-- Supplied data --
BEGIN
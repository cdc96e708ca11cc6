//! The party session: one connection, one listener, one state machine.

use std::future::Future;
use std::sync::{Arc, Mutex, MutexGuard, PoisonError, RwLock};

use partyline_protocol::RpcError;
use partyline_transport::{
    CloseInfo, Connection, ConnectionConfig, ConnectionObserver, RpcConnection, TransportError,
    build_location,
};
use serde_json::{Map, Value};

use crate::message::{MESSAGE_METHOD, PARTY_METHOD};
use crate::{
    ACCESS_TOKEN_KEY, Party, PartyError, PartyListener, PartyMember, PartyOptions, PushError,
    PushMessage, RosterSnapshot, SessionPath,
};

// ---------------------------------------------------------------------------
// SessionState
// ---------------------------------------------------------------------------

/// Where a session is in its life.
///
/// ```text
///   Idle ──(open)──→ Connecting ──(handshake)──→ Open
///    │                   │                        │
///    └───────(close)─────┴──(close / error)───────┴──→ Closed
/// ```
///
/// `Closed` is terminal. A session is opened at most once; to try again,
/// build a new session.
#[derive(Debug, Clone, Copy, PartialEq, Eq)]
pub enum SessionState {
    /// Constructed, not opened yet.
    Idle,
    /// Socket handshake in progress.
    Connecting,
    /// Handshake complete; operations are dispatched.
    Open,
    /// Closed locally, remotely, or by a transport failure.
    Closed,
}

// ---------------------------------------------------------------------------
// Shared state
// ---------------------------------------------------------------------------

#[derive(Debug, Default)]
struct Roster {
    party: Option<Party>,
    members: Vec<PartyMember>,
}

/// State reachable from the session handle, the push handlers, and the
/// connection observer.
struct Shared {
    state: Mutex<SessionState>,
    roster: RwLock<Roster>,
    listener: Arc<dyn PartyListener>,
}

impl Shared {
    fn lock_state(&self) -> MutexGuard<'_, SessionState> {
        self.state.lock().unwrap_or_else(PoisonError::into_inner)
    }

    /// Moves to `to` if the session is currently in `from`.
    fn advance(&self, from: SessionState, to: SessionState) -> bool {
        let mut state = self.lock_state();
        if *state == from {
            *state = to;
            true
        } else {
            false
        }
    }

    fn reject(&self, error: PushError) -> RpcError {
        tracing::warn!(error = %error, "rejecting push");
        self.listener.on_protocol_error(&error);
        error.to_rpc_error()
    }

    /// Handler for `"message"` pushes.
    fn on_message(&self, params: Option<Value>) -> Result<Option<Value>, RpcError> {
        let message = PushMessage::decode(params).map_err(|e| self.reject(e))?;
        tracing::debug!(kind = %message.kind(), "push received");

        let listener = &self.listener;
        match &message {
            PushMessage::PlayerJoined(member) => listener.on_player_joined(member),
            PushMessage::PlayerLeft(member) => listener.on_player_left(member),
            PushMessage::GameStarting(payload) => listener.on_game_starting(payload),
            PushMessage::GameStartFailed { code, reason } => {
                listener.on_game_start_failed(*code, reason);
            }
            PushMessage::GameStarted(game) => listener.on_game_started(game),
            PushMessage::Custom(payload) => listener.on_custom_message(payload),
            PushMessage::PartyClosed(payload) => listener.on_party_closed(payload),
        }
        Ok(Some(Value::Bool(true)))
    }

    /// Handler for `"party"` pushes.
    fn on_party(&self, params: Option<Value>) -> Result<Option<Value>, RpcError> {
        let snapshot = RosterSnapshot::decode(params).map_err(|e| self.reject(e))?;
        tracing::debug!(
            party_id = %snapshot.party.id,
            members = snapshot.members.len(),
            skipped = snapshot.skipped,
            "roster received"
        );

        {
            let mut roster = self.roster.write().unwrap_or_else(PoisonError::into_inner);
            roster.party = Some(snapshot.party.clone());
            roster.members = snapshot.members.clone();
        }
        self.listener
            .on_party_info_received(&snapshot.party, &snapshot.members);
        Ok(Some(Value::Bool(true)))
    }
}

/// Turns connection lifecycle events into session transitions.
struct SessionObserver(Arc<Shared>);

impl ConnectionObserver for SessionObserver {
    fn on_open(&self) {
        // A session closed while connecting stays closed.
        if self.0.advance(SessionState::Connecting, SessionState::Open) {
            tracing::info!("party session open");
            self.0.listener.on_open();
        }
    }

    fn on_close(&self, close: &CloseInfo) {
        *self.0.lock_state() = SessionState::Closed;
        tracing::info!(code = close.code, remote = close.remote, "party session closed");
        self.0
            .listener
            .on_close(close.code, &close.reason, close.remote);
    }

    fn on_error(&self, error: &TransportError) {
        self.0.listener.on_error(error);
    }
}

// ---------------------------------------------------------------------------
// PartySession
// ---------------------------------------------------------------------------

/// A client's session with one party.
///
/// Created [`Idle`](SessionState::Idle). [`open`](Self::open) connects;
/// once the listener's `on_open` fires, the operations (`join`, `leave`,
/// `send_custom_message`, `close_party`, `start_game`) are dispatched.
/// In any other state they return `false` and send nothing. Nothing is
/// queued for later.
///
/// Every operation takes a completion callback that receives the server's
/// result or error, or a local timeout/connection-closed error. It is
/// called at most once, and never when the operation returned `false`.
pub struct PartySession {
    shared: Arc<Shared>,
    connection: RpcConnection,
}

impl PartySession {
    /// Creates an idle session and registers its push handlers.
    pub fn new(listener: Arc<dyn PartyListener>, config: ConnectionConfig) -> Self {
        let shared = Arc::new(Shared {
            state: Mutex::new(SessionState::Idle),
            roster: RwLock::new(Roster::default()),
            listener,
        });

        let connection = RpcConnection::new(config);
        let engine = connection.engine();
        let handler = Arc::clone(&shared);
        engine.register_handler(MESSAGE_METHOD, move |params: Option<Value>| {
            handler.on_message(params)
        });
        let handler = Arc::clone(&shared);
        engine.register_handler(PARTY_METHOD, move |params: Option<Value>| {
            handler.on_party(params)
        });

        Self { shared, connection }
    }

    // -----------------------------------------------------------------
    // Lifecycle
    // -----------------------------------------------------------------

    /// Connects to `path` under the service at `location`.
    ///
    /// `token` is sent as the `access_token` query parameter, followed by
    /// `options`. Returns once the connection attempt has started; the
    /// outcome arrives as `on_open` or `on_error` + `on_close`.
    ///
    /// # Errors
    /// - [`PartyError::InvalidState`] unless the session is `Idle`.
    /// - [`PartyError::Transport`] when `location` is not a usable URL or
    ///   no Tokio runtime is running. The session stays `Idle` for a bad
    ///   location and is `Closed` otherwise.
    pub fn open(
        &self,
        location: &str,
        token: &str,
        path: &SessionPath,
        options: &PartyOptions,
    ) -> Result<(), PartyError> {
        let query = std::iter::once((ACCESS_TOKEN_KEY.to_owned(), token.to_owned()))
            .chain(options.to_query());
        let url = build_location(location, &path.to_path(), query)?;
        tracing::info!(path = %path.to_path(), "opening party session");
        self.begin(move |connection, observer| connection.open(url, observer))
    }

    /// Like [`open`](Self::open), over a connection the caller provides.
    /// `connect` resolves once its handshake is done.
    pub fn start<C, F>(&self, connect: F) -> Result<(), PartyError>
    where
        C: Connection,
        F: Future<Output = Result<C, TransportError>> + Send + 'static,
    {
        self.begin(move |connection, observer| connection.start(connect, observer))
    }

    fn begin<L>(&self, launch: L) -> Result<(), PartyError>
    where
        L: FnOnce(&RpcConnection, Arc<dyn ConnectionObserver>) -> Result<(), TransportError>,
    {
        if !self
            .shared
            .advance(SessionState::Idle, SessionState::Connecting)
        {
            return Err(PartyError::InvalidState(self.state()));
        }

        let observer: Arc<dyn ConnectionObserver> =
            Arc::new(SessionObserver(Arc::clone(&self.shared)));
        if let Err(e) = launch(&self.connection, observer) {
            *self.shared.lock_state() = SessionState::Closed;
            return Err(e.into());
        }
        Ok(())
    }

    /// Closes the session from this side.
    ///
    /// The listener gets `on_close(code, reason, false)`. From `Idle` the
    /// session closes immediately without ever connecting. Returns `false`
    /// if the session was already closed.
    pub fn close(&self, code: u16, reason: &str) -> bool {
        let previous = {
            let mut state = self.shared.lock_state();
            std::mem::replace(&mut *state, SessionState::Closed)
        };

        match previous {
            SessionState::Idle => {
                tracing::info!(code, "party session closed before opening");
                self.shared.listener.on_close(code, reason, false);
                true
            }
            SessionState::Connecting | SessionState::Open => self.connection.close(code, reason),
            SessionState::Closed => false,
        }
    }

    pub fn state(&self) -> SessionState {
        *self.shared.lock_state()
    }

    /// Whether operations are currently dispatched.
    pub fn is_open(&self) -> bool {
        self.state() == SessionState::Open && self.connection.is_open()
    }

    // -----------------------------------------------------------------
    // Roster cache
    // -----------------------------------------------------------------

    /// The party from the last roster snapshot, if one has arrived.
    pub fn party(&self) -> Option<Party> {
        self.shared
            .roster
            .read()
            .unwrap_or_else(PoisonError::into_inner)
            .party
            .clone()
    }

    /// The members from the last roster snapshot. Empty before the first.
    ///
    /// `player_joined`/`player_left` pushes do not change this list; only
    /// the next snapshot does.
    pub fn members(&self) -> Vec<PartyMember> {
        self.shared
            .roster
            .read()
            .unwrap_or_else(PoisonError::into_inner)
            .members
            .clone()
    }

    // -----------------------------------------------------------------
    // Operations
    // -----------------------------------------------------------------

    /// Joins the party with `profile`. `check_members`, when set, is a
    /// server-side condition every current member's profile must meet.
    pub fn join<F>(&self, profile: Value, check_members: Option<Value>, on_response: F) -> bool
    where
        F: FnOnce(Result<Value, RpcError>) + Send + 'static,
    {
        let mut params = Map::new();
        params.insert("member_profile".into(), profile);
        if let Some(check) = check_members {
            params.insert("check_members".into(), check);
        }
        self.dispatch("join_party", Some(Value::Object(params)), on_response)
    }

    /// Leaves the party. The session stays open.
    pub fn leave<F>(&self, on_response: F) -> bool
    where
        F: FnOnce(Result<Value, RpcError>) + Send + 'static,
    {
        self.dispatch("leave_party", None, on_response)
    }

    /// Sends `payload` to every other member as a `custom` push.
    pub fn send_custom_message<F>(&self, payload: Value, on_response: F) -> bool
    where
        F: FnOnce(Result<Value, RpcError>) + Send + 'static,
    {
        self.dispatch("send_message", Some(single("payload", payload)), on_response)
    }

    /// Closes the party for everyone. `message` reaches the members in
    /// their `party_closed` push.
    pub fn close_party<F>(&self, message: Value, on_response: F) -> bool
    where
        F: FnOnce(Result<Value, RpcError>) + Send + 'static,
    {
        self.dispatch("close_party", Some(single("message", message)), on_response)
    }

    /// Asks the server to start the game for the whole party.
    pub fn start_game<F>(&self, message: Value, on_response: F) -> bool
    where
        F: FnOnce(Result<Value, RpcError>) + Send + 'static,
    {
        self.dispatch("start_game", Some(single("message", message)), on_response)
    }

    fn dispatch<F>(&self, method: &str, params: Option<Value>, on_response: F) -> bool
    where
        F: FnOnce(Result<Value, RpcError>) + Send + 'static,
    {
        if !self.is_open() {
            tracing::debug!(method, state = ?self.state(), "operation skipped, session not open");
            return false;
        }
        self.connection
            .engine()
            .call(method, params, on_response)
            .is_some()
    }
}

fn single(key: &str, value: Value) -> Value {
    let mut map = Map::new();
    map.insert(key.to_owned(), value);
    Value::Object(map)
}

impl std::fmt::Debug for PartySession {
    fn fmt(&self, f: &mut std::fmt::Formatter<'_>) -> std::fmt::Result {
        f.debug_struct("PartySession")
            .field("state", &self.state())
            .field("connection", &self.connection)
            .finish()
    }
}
END
-- Work to be completed --
Filter the listing above down to the lines that contain the word "RwLock".

-- Answer box --
use std::sync::{Arc, Mutex, MutexGuard, PoisonError, RwLock};
    roster: RwLock<Roster>,
            roster: RwLock::new(Roster::default()),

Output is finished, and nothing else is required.